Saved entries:
'''

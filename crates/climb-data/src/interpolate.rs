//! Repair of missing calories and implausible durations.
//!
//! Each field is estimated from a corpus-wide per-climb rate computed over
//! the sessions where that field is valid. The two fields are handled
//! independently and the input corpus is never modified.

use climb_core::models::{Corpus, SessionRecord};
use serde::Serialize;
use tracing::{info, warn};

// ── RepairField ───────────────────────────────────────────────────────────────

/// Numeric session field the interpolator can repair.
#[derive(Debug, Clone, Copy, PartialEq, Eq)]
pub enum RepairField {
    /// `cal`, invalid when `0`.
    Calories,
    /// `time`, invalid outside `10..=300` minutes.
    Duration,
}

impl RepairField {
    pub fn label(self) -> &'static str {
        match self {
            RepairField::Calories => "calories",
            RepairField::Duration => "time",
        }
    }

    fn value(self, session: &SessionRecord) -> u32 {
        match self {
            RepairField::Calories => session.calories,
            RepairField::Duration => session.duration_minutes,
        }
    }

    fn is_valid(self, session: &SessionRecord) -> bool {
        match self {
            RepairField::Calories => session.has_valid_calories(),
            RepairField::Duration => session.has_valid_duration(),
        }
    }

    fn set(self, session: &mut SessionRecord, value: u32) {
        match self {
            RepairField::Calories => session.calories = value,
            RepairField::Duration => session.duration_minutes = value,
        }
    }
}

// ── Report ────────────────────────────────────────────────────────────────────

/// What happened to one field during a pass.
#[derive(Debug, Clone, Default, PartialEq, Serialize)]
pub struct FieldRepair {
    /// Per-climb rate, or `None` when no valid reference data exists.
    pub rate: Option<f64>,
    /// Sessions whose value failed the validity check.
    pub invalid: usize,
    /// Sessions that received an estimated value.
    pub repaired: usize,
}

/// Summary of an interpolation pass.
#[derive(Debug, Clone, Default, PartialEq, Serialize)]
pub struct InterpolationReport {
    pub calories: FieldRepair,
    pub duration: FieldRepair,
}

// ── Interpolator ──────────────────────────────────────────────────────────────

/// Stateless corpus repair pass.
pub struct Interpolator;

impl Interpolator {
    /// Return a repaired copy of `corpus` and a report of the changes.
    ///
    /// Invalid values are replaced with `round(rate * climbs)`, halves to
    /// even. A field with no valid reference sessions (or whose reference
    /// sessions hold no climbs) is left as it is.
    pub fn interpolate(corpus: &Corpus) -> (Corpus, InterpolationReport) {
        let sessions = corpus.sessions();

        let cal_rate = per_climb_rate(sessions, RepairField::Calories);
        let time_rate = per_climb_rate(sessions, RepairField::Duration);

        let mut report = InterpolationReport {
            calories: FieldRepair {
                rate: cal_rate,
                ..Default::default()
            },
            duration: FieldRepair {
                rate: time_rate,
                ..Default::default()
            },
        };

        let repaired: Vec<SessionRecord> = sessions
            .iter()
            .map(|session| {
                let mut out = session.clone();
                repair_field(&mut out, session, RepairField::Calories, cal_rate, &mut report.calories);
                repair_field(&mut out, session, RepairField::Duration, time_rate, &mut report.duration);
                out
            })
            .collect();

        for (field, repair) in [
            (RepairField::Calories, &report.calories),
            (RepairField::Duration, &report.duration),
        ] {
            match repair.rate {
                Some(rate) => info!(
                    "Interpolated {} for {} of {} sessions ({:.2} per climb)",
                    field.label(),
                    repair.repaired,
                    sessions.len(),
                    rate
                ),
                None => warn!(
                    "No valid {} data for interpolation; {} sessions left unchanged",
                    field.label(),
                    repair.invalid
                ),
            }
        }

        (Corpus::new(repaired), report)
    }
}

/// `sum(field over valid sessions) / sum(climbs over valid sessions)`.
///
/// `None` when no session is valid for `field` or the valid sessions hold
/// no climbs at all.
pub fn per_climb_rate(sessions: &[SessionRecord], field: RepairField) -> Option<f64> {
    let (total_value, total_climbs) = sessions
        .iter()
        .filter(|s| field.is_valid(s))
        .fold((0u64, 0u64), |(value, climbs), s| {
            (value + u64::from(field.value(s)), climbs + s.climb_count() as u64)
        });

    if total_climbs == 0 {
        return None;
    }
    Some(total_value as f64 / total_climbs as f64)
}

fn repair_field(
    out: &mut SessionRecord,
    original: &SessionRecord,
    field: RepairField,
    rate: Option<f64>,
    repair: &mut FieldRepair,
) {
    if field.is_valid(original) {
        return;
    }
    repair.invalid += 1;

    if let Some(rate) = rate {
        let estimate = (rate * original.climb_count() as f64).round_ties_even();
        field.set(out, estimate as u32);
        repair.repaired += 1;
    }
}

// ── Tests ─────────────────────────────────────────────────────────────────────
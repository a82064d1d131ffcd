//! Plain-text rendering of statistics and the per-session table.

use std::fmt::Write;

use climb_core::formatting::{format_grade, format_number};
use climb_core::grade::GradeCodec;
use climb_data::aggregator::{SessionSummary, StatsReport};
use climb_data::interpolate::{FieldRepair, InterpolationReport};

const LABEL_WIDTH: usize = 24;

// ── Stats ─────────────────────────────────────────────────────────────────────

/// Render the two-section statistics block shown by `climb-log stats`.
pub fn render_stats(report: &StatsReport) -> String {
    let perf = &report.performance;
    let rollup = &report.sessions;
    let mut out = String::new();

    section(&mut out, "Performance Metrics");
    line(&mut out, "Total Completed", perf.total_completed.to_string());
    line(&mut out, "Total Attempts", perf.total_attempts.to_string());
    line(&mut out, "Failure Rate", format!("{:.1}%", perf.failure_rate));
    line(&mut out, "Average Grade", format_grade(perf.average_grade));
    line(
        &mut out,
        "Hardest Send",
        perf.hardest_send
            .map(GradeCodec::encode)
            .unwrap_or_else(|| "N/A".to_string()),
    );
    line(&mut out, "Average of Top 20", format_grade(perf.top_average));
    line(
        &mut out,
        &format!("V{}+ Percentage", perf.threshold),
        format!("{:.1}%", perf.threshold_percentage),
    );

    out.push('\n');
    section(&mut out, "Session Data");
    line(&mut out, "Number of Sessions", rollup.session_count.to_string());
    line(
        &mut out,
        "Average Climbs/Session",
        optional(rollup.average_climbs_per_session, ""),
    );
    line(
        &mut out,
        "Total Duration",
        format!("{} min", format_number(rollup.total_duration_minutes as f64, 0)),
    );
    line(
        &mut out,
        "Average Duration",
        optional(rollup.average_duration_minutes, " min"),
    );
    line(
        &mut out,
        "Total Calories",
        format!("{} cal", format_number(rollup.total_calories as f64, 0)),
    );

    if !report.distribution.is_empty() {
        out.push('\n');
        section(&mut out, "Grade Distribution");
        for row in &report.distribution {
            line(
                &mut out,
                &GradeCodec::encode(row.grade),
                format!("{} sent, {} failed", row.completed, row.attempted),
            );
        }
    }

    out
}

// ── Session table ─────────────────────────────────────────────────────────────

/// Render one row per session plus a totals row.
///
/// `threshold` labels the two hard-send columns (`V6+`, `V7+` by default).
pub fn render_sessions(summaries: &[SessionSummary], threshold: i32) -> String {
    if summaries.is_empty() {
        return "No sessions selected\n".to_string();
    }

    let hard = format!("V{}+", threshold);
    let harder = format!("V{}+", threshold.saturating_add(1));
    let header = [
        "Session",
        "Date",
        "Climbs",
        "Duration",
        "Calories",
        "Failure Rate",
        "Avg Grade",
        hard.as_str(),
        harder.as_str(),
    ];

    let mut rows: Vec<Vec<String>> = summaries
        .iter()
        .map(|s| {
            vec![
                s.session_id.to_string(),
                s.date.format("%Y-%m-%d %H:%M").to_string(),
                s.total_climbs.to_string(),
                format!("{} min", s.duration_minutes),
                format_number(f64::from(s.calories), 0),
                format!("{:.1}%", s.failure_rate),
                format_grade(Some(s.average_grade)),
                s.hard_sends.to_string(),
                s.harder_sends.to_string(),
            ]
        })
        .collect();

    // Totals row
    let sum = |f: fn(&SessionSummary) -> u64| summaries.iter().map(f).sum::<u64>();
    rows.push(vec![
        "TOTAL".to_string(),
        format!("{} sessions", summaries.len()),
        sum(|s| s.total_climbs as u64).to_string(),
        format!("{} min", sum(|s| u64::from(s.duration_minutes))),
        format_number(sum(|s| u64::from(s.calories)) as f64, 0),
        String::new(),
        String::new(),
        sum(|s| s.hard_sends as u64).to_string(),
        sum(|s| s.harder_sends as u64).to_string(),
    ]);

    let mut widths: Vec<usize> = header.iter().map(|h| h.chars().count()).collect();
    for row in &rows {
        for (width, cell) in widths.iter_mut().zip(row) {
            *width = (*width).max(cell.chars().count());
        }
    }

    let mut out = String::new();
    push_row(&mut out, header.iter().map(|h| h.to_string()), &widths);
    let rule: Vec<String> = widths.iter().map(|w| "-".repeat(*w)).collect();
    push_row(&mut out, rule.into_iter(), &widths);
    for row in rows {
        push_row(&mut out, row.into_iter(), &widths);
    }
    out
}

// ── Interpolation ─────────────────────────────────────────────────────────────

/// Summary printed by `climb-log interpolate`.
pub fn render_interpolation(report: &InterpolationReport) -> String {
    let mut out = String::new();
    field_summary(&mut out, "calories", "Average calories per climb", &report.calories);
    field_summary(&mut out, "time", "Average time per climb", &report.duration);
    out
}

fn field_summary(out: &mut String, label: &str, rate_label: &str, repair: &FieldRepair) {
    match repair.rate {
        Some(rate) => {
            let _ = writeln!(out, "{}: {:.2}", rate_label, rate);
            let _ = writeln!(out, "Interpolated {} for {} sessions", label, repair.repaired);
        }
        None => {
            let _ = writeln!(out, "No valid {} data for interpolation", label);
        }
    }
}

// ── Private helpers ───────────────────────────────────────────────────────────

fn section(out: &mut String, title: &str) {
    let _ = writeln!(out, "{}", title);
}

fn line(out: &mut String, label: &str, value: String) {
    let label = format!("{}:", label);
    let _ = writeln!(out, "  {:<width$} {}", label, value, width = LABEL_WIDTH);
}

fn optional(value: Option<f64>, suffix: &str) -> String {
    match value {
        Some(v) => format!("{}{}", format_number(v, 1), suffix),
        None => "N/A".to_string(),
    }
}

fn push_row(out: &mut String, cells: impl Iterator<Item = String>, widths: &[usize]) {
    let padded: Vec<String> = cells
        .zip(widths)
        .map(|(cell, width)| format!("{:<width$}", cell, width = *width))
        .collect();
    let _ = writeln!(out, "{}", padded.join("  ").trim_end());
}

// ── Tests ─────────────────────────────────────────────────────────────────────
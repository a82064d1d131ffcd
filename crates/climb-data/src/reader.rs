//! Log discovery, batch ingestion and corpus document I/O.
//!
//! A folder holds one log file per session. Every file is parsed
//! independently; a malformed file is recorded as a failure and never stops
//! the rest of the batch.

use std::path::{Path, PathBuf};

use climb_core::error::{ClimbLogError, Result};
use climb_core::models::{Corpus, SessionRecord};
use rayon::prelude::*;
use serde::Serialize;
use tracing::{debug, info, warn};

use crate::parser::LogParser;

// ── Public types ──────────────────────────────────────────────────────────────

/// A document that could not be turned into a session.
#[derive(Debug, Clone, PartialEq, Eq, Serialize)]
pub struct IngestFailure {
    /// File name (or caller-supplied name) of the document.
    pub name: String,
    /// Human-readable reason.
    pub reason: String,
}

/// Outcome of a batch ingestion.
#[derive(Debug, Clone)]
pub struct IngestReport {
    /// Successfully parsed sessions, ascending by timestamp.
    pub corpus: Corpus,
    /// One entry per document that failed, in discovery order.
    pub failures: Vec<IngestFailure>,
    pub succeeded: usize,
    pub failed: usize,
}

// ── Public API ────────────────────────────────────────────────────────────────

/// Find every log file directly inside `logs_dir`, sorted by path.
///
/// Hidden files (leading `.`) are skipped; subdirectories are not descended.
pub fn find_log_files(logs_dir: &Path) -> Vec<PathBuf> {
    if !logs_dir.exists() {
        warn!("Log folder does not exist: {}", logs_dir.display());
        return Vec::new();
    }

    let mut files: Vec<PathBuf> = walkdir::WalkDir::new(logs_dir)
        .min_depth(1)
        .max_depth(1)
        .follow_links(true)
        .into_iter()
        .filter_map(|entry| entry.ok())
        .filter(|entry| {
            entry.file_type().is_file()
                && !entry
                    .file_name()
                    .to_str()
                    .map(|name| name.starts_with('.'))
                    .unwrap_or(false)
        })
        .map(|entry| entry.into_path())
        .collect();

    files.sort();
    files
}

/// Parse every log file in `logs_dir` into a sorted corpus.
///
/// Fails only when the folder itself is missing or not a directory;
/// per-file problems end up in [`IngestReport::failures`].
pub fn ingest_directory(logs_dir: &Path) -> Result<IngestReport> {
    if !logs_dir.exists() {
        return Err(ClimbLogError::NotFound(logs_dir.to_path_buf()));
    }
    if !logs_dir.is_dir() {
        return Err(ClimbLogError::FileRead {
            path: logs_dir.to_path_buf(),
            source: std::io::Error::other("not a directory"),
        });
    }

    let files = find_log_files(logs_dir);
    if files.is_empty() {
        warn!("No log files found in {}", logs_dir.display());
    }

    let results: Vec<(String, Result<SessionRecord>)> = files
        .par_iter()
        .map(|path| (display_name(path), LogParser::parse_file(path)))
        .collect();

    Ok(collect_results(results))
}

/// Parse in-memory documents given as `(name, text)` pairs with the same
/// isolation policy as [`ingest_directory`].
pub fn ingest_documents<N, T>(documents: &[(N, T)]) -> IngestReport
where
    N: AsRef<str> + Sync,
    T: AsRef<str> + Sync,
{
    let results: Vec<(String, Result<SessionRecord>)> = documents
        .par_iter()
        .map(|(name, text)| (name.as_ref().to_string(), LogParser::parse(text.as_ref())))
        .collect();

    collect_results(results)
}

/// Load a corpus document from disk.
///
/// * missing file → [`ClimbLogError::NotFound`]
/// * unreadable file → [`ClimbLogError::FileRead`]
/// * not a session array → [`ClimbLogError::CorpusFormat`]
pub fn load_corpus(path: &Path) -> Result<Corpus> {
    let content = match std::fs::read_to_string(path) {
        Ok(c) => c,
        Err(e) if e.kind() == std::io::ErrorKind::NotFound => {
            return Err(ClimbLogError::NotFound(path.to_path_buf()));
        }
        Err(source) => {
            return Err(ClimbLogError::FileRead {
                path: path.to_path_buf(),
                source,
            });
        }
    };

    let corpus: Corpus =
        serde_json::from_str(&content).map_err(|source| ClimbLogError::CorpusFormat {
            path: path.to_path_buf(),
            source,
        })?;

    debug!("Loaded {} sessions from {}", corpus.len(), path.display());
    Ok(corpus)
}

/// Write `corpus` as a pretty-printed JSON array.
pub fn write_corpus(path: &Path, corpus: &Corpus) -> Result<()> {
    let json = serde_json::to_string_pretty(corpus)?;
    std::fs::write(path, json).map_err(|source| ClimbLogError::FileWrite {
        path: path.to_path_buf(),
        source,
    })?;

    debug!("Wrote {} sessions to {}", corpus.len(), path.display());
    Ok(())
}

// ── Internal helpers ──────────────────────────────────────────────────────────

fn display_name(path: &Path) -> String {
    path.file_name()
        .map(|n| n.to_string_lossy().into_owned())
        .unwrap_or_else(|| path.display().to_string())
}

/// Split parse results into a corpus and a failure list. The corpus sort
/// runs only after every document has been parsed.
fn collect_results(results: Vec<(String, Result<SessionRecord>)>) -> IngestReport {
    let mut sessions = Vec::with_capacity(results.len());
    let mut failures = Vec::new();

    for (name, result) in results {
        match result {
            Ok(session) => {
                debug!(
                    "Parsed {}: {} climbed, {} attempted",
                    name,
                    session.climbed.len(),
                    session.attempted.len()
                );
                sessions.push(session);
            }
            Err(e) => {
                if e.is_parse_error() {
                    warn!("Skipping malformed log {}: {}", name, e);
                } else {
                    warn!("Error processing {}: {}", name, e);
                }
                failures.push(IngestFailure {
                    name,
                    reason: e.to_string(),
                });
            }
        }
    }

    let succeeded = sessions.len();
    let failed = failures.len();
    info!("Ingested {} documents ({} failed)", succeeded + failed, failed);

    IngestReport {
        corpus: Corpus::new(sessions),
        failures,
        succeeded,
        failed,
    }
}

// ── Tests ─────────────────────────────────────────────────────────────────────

'''

Check each line of the records for the word "writeln" and extract those that contain it.

            let _ = writeln!(out, "{}: {:.2}", rate_label, rate);
            let _ = writeln!(out, "Interpolated {} for {} sessions", label, repair.repaired);
            let _ = writeln!(out, "No valid {} data for interpolation", label);
    let _ = writeln!(out, "{}", title);
    let _ = writeln!(out, "  {:<width$} {}", label, value, width = LABEL_WIDTH);
    let _ = writeln!(out, "{}", padded.join("  ").trim_end());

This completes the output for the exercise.